Por Omar López, Puente Alto, mayo de 2023

El último fin de semana habitando transitoriamente la belleza de húmedos bosques y nubes como cerrados párpados del tiempo, participamos de algunas actividades turísticas en la zona de Villarrica que organiza y ofrece una empresa del rubro. Viaje nocturno de ida, con una población de pasajeros casi unánime en tercera edad y emparejados todos, con la costumbre de seguir vivos. Cercano a la treintena en esta silente masa, solo compartía paisaje y penumbra, un niño. Él iba sentado en el asiento ventanilla, al lado de su abuelita, justo en el lado contrario a nuestra ubicación. Embajador único de una niñez que nosotros disfrutamos o sufrimos hace ya, muchos, muchos años.
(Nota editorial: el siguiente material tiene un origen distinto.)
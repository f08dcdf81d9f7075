//! Data models for parsed digest entries and sync bookkeeping.
//!
//! This module defines the core data structures used throughout the
//! application:
//! - [`ArticleRecord`]: one digest entry extracted from a report section
//! - [`SyncHistory`]: the durable idempotency ledger of already-pushed URLs
//! - [`SyncOutcome`] / [`FailureRecord`]: per-record results of a sync run
//!
//! The history document is persisted as JSON; every field carries a serde
//! default so ledgers written by older versions (or hand-edited ones with
//! missing fields) still load.

use serde::{Deserialize, Serialize};
use std::collections::BTreeSet;

/// One parsed digest entry extracted from a report section.
///
/// The `url` is the dedup key against [`SyncHistory::synced_urls`]. It may be
/// empty when the section carried no original-link line; such a record never
/// enters the synced set and is treated as new on every run.
#[derive(Debug, Clone, PartialEq, Eq, Serialize, Deserialize)]
pub struct ArticleRecord {
    /// 1-based rank taken verbatim from the section heading. May be
    /// non-contiguous or duplicated across sections; not corrected.
    pub rank: i64,
    /// The section heading text after the rank number.
    pub title: String,
    /// Summary text, empty when the summary line is absent.
    pub summary: String,
    /// Key points as a newline-joined list, renumbered 1..N.
    pub key_points: String,
    /// The original-article link target; empty when absent. Never validated.
    pub url: String,
    /// Source label, `"Other"` when absent.
    pub source: String,
    /// Backtick-quoted keyword tokens in document order, at most five.
    pub keywords: Vec<String>,
    /// Star rating as a string in `"1"`..`"5"`, `"3"` when absent.
    pub score: String,
}

/// Durable idempotency ledger of previously-pushed record identifiers.
///
/// Loaded once at process start (empty defaults when the file is absent),
/// mutated in memory as records succeed, and persisted as a single
/// whole-file overwrite after the batch completes. Owned exclusively by one
/// sync run; concurrent runs are not supported.
#[derive(Debug, Clone, Default, Serialize, Deserialize)]
pub struct SyncHistory {
    #[serde(default)]
    pub synced_urls: BTreeSet<String>,
    #[serde(default)]
    pub stats: SyncStats,
    #[serde(default)]
    pub last_sync: Option<String>,
}

/// Running totals carried across sync runs.
#[derive(Debug, Clone, Default, Serialize, Deserialize)]
pub struct SyncStats {
    #[serde(default)]
    pub total_synced: u64,
    #[serde(default)]
    pub total_skipped: u64,
}

/// Terminal result for a single record within a sync run.
#[derive(Debug, Clone, PartialEq, Eq)]
pub enum SyncOutcome {
    /// The page was created (HTTP 200) and the URL entered the synced set.
    Synced { url: String },
    /// The record terminally failed; the batch continued past it.
    Failed(FailureRecord),
}

/// Details of one failed record: the title, a status code or exception tag,
/// and the response or error message truncated to its first 100 characters.
#[derive(Debug, Clone, PartialEq, Eq)]
pub struct FailureRecord {
    pub title: String,
    pub code: String,
    pub message: String,
}

#[cfg(test)]
mod tests {
    use super::*;

    #[test]
    fn test_history_defaults_when_fields_missing() {
        // A ledger written before stats existed still loads.
        let json = r#"{"synced_urls": ["http://a", "http://b"]}"#;
        let history: SyncHistory = serde_json::from_str(json).unwrap();
        assert_eq!(history.synced_urls.len(), 2);
        assert_eq!(history.stats.total_synced, 0);
        assert_eq!(history.stats.total_skipped, 0);
        assert!(history.last_sync.is_none());
    }

    #[test]
    fn test_history_empty_document() {
        let history: SyncHistory = serde_json::from_str("{}").unwrap();
        assert!(history.synced_urls.is_empty());
        assert!(history.last_sync.is_none());
    }

    #[test]
    fn test_history_round_trip() {
        let mut history = SyncHistory::default();
        history.synced_urls.insert("http://x".to_string());
        history.stats.total_synced = 1;
        history.last_sync = Some("2025-11-03T08:00:00+00:00".to_string());

        let json = serde_json::to_string_pretty(&history).unwrap();
        let back: SyncHistory = serde_json::from_str(&json).unwrap();
        assert!(back.synced_urls.contains("http://x"));
        assert_eq!(back.stats.total_synced, 1);
        assert_eq!(back.last_sync.as_deref(), Some("2025-11-03T08:00:00+00:00"));
    }

    #[test]
    fn test_article_record_serialization() {
        let record = ArticleRecord {
            rank: 1,
            title: "A".to_string(),
            summary: "s".to_string(),
            key_points: "1. p".to_string(),
            url: "http://x".to_string(),
            source: "HackerNews".to_string(),
            keywords: vec!["ai".to_string(), "llm".to_string()],
            score: "4".to_string(),
        };
        let json = serde_json::to_string(&record).unwrap();
        let back: ArticleRecord = serde_json::from_str(&json).unwrap();
        assert_eq!(back, record);
    }
}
La lluvia nocturna, potente y repentina se subió a nuestro bus sin pagar pasaje ni pedir permiso por ahí, cerca de Chillán y su presencia era algo así como un galopar dormido de ovejas en apuros. Sin embargo, esa noche algo capté de los diálogos que este niño mantenía con su abuela. Ella respondiendo casi siempre con monosílabos y él casi respondiéndose así mismo, algunas inquietudes circunstanciales de este ambiente o de lo escaso del paisaje que veía en algunos puntos brumosamente iluminados del camino. Al día siguiente, tipo ocho y media, todavía con la compañía de la lluvia, él nuevamente llamó mi atención por las conclusiones o impresiones que expresaba con esa limpia naturalidad e inocencia que embellece la vida. La construcción de sus comentarios a una mujer que, por edad o rutina, rumoreaba sus respuestas desde un lugar incomprendido para el niño, eran de un nivel a mi juicio, excelente. No solo por la calidad de su lenguaje, también por la profundidad de sus observaciones. El abuelito, sentado en el asiento siguiente, en silencio total.
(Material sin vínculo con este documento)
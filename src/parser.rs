//! Line-oriented report parser.
//!
//! Extracts an ordered list of [`ArticleRecord`]s from a Markdown digest
//! report. The parser is a small state machine over lines: heading lines
//! open sections, field label lines are matched independently within a
//! section, and sub-list lines accumulate under the key-points label.
//!
//! # Grammar
//!
//! A report is a sequence of numbered sections:
//!
//! ```text
//! ## 1. Title of the article
//! - **Summary**: one or more lines of prose
//! - **Key Points**:
//!   1. first point
//!   2. second point
//! - **Source**: [HackerNews](https://news.ycombinator.com/item?id=1) | [Original](https://example.com/post)
//! - **Keywords**: `ai` `llm`
//! - **Score**: ⭐⭐⭐⭐ (4/5)
//! ```
//!
//! Rules:
//! - A heading line is exactly two or three `#`, whitespace, an integer,
//!   a dot, whitespace, and a non-empty title. It opens a new section and
//!   closes the previous one. The rank is taken verbatim from the heading
//!   and may repeat or skip numbers.
//! - Within a section each field is matched independently; the first
//!   occurrence wins. An absent field falls back to its default: empty
//!   string for summary, key points, and url, `"Other"` for source, `"3"`
//!   for score, and no keywords.
//! - Summary text continues across plain lines until a blank line, a
//!   bullet, a numbered sub-list item, or the end of the section.
//! - Key points are the indented `N. text` lines following the label and
//!   are renumbered 1..N in output regardless of source numbering.
//! - The url is the target of the first `[Original](...)` link anywhere in
//!   the section body, scanned on every line including field lines. It is
//!   passed through without any well-formedness validation.
//! - Keywords are the backtick-quoted tokens on the keywords line, in
//!   document order, truncated to the first five.
//!
//! Parsing is a pure function of the input text.

use crate::models::ArticleRecord;

/// Maximum number of keywords kept per record.
pub const MAX_KEYWORDS: usize = 5;

/// Parse a Markdown digest report into its article records.
///
/// Records come back in document order. Text before the first section
/// heading is ignored.
pub fn parse_report(text: &str) -> Vec<ArticleRecord> {
    let mut articles = Vec::new();
    let mut section: Option<Section> = None;

    for line in text.lines() {
        if let Some((rank, title)) = heading_line(line) {
            if let Some(done) = section.take() {
                articles.push(done.finish());
            }
            section = Some(Section::new(rank, title));
            continue;
        }
        if let Some(current) = section.as_mut() {
            current.feed(line);
        }
    }
    if let Some(done) = section.take() {
        articles.push(done.finish());
    }
    articles
}

#[derive(Debug, Clone, Copy, PartialEq)]
enum State {
    Body,
    Summary,
    KeyPoints,
}

#[derive(Debug)]
struct Section {
    rank: i64,
    title: String,
    state: State,
    summary_lines: Option<Vec<String>>,
    points: Option<Vec<String>>,
    url: Option<String>,
    source: Option<String>,
    keywords: Option<Vec<String>>,
    score: Option<String>,
}

impl Section {
    fn new(rank: i64, title: &str) -> Self {
        Self {
            rank,
            title: title.to_string(),
            state: State::Body,
            summary_lines: None,
            points: None,
            url: None,
            source: None,
            keywords: None,
            score: None,
        }
    }

    fn feed(&mut self, line: &str) {
        // The original-link scan runs on every body line; first match wins.
        if self.url.is_none() {
            if let Some(url) = original_link(line) {
                self.url = Some(url);
            }
        }

        match self.state {
            State::KeyPoints => {
                if let Some(point) = sublist_item(line) {
                    if let Some(points) = self.points.as_mut() {
                        points.push(point.to_string());
                    }
                    return;
                }
                // Anything else ends the sub-list and is handled normally.
                self.state = State::Body;
            }
            State::Summary => {
                if summary_continuation(line) {
                    if let Some(lines) = self.summary_lines.as_mut() {
                        lines.push(line.trim().to_string());
                    }
                    return;
                }
                self.state = State::Body;
            }
            State::Body => {}
        }

        if let Some(rest) = field_value(line, "Summary") {
            if self.summary_lines.is_none() {
                let mut lines = Vec::new();
                if !rest.is_empty() {
                    lines.push(rest.to_string());
                }
                self.summary_lines = Some(lines);
                self.state = State::Summary;
            }
        } else if field_value(line, "Key Points").is_some() {
            if self.points.is_none() {
                self.points = Some(Vec::new());
                self.state = State::KeyPoints;
            }
        } else if let Some(rest) = field_value(line, "Source") {
            if self.source.is_none() {
                self.source = first_bracket_label(rest);
            }
        } else if let Some(rest) = field_value(line, "Keywords") {
            if self.keywords.is_none() {
                self.keywords = Some(backtick_tokens(rest, MAX_KEYWORDS));
            }
        } else if let Some(rest) = field_value(line, "Score") {
            if self.score.is_none() {
                self.score = score_value(rest);
            }
        }
    }

    fn finish(self) -> ArticleRecord {
        let key_points = self
            .points
            .unwrap_or_default()
            .iter()
            .enumerate()
            .map(|(i, point)| format!("{}. {}", i + 1, point))
            .collect::<Vec<_>>()
            .join("\n");

        ArticleRecord {
            rank: self.rank,
            title: self.title,
            summary: self.summary_lines.unwrap_or_default().join("\n"),
            key_points,
            url: self.url.unwrap_or_default(),
            source: self.source.unwrap_or_else(|| "Other".to_string()),
            keywords: self.keywords.unwrap_or_default(),
            score: self.score.unwrap_or_else(|| "3".to_string()),
        }
    }
}

/// Match a section heading: 2 or 3 `#`, whitespace, integer, `.`,
/// whitespace, non-empty title.
fn heading_line(line: &str) -> Option<(i64, &str)> {
    let hashes = line.bytes().take_while(|b| *b == b'#').count();
    if !(2..=3).contains(&hashes) {
        return None;
    }
    let rest = &line[hashes..];
    let after_ws = rest.trim_start();
    if after_ws.len() == rest.len() {
        // No whitespace between the hashes and the rank.
        return None;
    }
    let digits_end = after_ws.find(|c: char| !c.is_ascii_digit())?;
    if digits_end == 0 {
        return None;
    }
    let (digits, tail) = after_ws.split_at(digits_end);
    let tail = tail.strip_prefix('.')?;
    let title = tail.trim_start();
    if title.is_empty() || title.len() == tail.len() {
        // The dot must be followed by whitespace and a title.
        return None;
    }
    let rank: i64 = digits.parse().ok()?;
    Some((rank, title.trim_end()))
}

/// Match a bold field label line (`- **Label**: value`) and return the value
/// with surrounding whitespace removed.
fn field_value<'a>(line: &'a str, label: &str) -> Option<&'a str> {
    let rest = line.trim_start().strip_prefix("- **")?;
    let rest = rest.strip_prefix(label)?;
    let rest = rest.strip_prefix("**")?;
    let rest = rest.strip_prefix(':')?;
    Some(rest.trim())
}

/// Match an indented numbered sub-list item (`  1. text`).
fn sublist_item(line: &str) -> Option<&str> {
    if !line.starts_with(' ') && !line.starts_with('\t') {
        return None;
    }
    let item = line.trim_start();
    let digits_end = item.find(|c: char| !c.is_ascii_digit())?;
    if digits_end == 0 {
        return None;
    }
    let text = item[digits_end..].strip_prefix(". ")?;
    let text = text.trim_end();
    (!text.is_empty()).then_some(text)
}

/// A summary continuation line is plain prose: non-blank, not a bullet,
/// not a sub-list item, not a heading.
fn summary_continuation(line: &str) -> bool {
    let trimmed = line.trim();
    !trimmed.is_empty()
        && !trimmed.starts_with("- ")
        && !trimmed.starts_with('#')
        && sublist_item(line).is_none()
}

/// Extract the target of the first `[Original](...)` link on a line.
fn original_link(line: &str) -> Option<String> {
    let start = line.find("[Original](")?;
    let rest = &line[start + "[Original](".len()..];
    let end = rest.find(')')?;
    let url = &rest[..end];
    (!url.is_empty()).then(|| url.to_string())
}

/// Extract the first bracketed label on a source line, e.g.
/// `[HackerNews](...)` yields `HackerNews`.
fn first_bracket_label(rest: &str) -> Option<String> {
    let start = rest.find('[')?;
    let after = &rest[start + 1..];
    let end = after.find(']')?;
    let label = &after[..end];
    (!label.is_empty()).then(|| label.to_string())
}

/// Collect backtick-quoted tokens in document order, up to `max` of them.
/// An unpaired trailing backtick opens no token.
fn backtick_tokens(rest: &str, max: usize) -> Vec<String> {
    let segments: Vec<&str> = rest.split('`').collect();
    let mut tokens = Vec::new();
    let mut i = 1;
    // Odd-indexed segments sit between backticks; the last segment is only
    // enclosed if a closing backtick follows it.
    while i < segments.len().saturating_sub(1) {
        if !segments[i].is_empty() {
            tokens.push(segments[i].to_string());
            if tokens.len() == max {
                break;
            }
        }
        i += 2;
    }
    tokens
}

/// Extract the numeric rating from a score value like `⭐⭐⭐⭐ (4/5)`.
fn score_value(rest: &str) -> Option<String> {
    let open = rest.find('(')?;
    let after = &rest[open + 1..];
    let end = after.find("/5)")?;
    let digits = &after[..end];
    (!digits.is_empty() && digits.chars().all(|c| c.is_ascii_digit()))
        .then(|| digits.to_string())
}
El lunes a mediodía, como parte del tour fuimos a parar a una viña con el fin obvio, de degustar vinos y licores. Son visitas acordadas y mercantiles frecuentes que induce a los turistas a comprar sus productos. Un enorme bodegón decorado con muchos objetos, herramientas y accesorios de otra época y al medio, grandes pipas como soporte de la gran variedad de tragos. Fue ahí, en ese lugar que al ver al niño sentado en un pasillo, me acerqué a conversar con él. Renato es su nombre, nueve años, cuarto año, oriundo de Pichidangui. En sus ojos y gestos entendí que más que la sorpresa, fue su curiosidad la que lo predispuso a escucharme y regalarme su confianza. Hablamos más de cuarenta minutos, mientras el resto probaba y hablaba de precios, sabores y cantidades de alcohol para llevar. Casi al finalizar nuestra conversación Renato, me abrazó. Y lo hizo con una fuerza y un cariño tan elocuente en su pureza y su estatura humana que ahora, yo fui el asombrado, el sorprendido por un gesto que interiormente me estremeció y me convirtió, por algunos segundo a mí, en un niño feliz.

Y en realidad mi “aporte” a sus momentos fue únicamente dirigirme a él para decirle que lo felicitaba por su manera de hablar, la forma de tratar a su abuelita, la capacidad de ver y concluir sus análisis respecto al paisaje o a los animalitos que pastaban entre cerros y valles. También le hice notar que teníamos en común algo importante: los dos no utilizamos el garabato como idioma de expresión habitual y que eso, había que defenderlo. Además (y creo que eso le agradó mucho) le comenté que se acercara a los libros como si fueran un segundo padre porque el que lee sabe, piensa y crece con una libertad propia y muy distinta a quienes no leen, no saben y…no piensan. Y estuvo muy de acuerdo conmigo cuando hablamos de defender en todo momento a los bichitos, los insectos, los pájaros, la naturaleza, las flores, la vida silvestre y todo aquello que nos convierta en buenas personas.

En bueno de pronto, salir uno del encartonado papel de adulto mayor. Y mejor aún, reconocer en cada niño un potencial constructor de lo que nosotros dejamos pendiente. Mi confianza absoluta en que muchos Renatos, anónimos y lejos de cualquier perversión del sistema educacional que muchas veces impone un sistema clasista y frío implanta bajo el disfraz de formación “humanista”. Este niño, solitario y ansioso de ser más allá de cualquier formalismo, representaba para mí, una isla de nueve años en un océano de poco más de dieciocho siglos (68 años promedio por 27 adultos).

Sin pretenderlo ni saberlo jamás, esta maravillosa islita me salvó de un naufragio comunicacional debido a una sordera transitoria y su abrazo, sigue creciendo como árbol nuevo.